Mouse mammary tumor virus

Virus classification
- (unranked): Virus
- Realm: Riboviria
- Kingdom: Pararnavirae
- Phylum: Artverviricota
- Class: Revtraviricetes
- Order: Ortervirales
- Family: Retroviridae
- Genus: Betaretrovirus
- Species: Betaretrovirus murmamtum

= Mouse mammary tumor virus =

Species of virus

Mouse mammary tumor virus (MMTV) is a milk-transmitted retrovirus like the HTL viruses, HI viruses, and BLV. It belongs to the genus Betaretrovirus. MMTV was formerly known as Bittner virus, and previously the "milk factor", referring to the extra-chromosomal vertical transmission of murine breast cancer by adoptive nursing, demonstrated in 1936, by John Joseph Bittner while working at the Jackson Laboratory in Bar Harbor, Maine. Bittner established the theory that a cancerous agent, or "milk factor", could be transmitted by cancerous mothers to young mice from a virus in their mother's milk. The majority of mammary tumors in mice are caused by mouse mammary tumor virus.

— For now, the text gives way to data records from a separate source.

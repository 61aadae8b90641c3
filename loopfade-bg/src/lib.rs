//! # Loopfade Background Crossfader (loopfade-bg)
//!
//! Drives a looping video background in OBS Studio by alternating between two
//! media sources and crossfading their opacities on a fixed schedule, so the
//! stream shows smooth transitions through a playlist of clips instead of hard
//! cuts.
//!
//! **Architecture:** a single cooperative task. The [`playback::Scheduler`]
//! fires one [`playback::CrossfadeEngine`] cycle per period; each cycle is
//! planned as an ordered [`playback::CommandPlan`] and replayed through a
//! [`control::ControlChannel`].

pub mod config;
pub mod control;
pub mod error;
pub mod playback;
pub mod scenes;

pub use error::{CommandError, ConnectionError, Error, Result};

==Infection and life cycle==
Several mouse strains carry the virus endogenously, but it is also transmitted vertically via milk from mother to pup. It is contained as a DNA provirus integrated in the DNA of milk lymphocytes. The viruses become transported through the gastrointestinal tract to the Peyer's patches where they infect the new host's macrophages, and then lymphocytes.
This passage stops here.